**Work order**
Count the lines below in which "headers" appears, then give that number by itself.

(Data excerpts)
****************************************
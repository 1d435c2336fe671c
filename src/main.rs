use blog_api::{config, server, telemetry};

#[tokio::main]
async fn main() -> anyhow::Result<()> {
    dotenvy::dotenv().ok();

    let config = config::load_from_env()?;

    telemetry::init(&config.log_level, &config.log_format)?;
    config.print_summary();

    server::run(config).await
}
//! Bearer token authentication middleware.
//!
//! Three per-route layers share one credential parser:
//!
//! - [`require_auth`] rejects the request unless a valid credential is present
//! - [`optional_auth`] attaches a principal when it can and never rejects
//! - [`require_admin`] runs after [`require_auth`] and checks the `admin` claim
//!
//! The verified [`Principal`] is stored in the request extensions and read by
//! handlers through the `Principal` / `Option<Principal>` extractors.

use axum::{
    extract::{FromRequestParts, OptionalFromRequestParts, Request, State},
    http::{HeaderMap, header, request::Parts},
    middleware::Next,
    response::Response,
};
use std::convert::Infallible;

use crate::{domain::entities::Principal, error::AppError, state::AppState};

/// Extracts the credential from `Authorization: Bearer <token>`.
///
/// The value must be exactly two space-separated parts with the literal,
/// case-sensitive scheme `Bearer`.
///
/// # Errors
///
/// Returns [`AppError::Unauthenticated`] with:
/// - "Authorization header is required" if the header is missing or empty
/// - "Authorization header format must be Bearer <token>" otherwise
pub fn bearer_token(headers: &HeaderMap) -> Result<&str, AppError> {
    let value = headers
        .get(header::AUTHORIZATION)
        .filter(|v| !v.is_empty())
        .ok_or_else(|| {
            record_failure("missing_header");
            AppError::unauthenticated("Authorization header is required")
        })?;

    let malformed = || {
        record_failure("malformed_header");
        AppError::unauthenticated("Authorization header format must be Bearer <token>")
    };

    let value = value.to_str().map_err(|_| malformed())?;

    match value.split(' ').collect::<Vec<_>>().as_slice() {
        ["Bearer", token] => Ok(*token),
        _ => Err(malformed()),
    }
}

/// Requires a valid bearer credential.
///
/// # Authentication Flow
///
/// 1. Parse the `Authorization` header
/// 2. Verify the credential (one verifier call, no retry)
/// 3. Attach the [`Principal`] to the request extensions
/// 4. Continue to the next middleware/handler
///
/// # Errors
///
/// Returns `401 Unauthorized` with `WWW-Authenticate: Bearer` if the header is
/// missing, malformed, or the credential fails verification.
///
/// # Example
///
/// ```rust,ignore
/// use axum::{Router, routing::get, middleware};
/// use crate::api::middleware::auth;
///
/// let protected = Router::new()
///     .route("/user/profile", get(get_profile_handler))
///     .route_layer(middleware::from_fn_with_state(state.clone(), auth::require_auth));
/// ```
pub async fn require_auth(
    State(state): State<AppState>,
    mut req: Request,
    next: Next,
) -> Result<Response, AppError> {
    let principal = {
        let token = bearer_token(req.headers())?;
        state.auth_service.authenticate(token).await?
    };

    tracing::debug!(uid = %principal.uid, "Request authenticated");
    req.extensions_mut().insert(principal);

    Ok(next.run(req).await)
}

/// Attaches a principal when a valid credential is present.
///
/// Missing, malformed, or rejected credentials let the request through
/// anonymously.
pub async fn optional_auth(State(state): State<AppState>, mut req: Request, next: Next) -> Response {
    if req.headers().contains_key(header::AUTHORIZATION) {
        let verified = match bearer_token(req.headers()) {
            Ok(token) => state.auth_service.authenticate(token).await.ok(),
            Err(_) => None,
        };

        if let Some(principal) = verified {
            tracing::debug!(uid = %principal.uid, "Request optionally authenticated");
            req.extensions_mut().insert(principal);
        }
    }

    next.run(req).await
}

/// Requires the already-verified principal to carry `admin: true`.
///
/// Must be layered inside [`require_auth`]; the credential is not verified a
/// second time.
///
/// # Errors
///
/// - `401` "Authentication required" if no principal is attached
/// - `403` "Admin access required" if the `admin` claim is absent or not `true`
pub async fn require_admin(req: Request, next: Next) -> Result<Response, AppError> {
    let principal = req
        .extensions()
        .get::<Principal>()
        .ok_or_else(|| AppError::unauthenticated("Authentication required"))?;

    if !principal.is_admin() {
        tracing::warn!(uid = %principal.uid, "Admin access denied");
        record_failure("not_admin");
        return Err(AppError::forbidden("Admin access required"));
    }

    Ok(next.run(req).await)
}

fn record_failure(reason: &'static str) {
    metrics::counter!("auth_failures_total", "reason" => reason).increment(1);
}

impl<S> FromRequestParts<S> for Principal
where
    S: Send + Sync,
{
    type Rejection = AppError;

    async fn from_request_parts(parts: &mut Parts, _state: &S) -> Result<Self, Self::Rejection> {
        parts
            .extensions
            .get::<Principal>()
            .cloned()
            .ok_or_else(|| AppError::unauthenticated("User ID not found in context"))
    }
}

impl<S> OptionalFromRequestParts<S> for Principal
where
    S: Send + Sync,
{
    type Rejection = Infallible;

    async fn from_request_parts(
        parts: &mut Parts,
        _state: &S,
    ) -> Result<Option<Self>, Self::Rejection> {
        Ok(parts.extensions.get::<Principal>().cloned())
    }
}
****************************************
**Task response**
5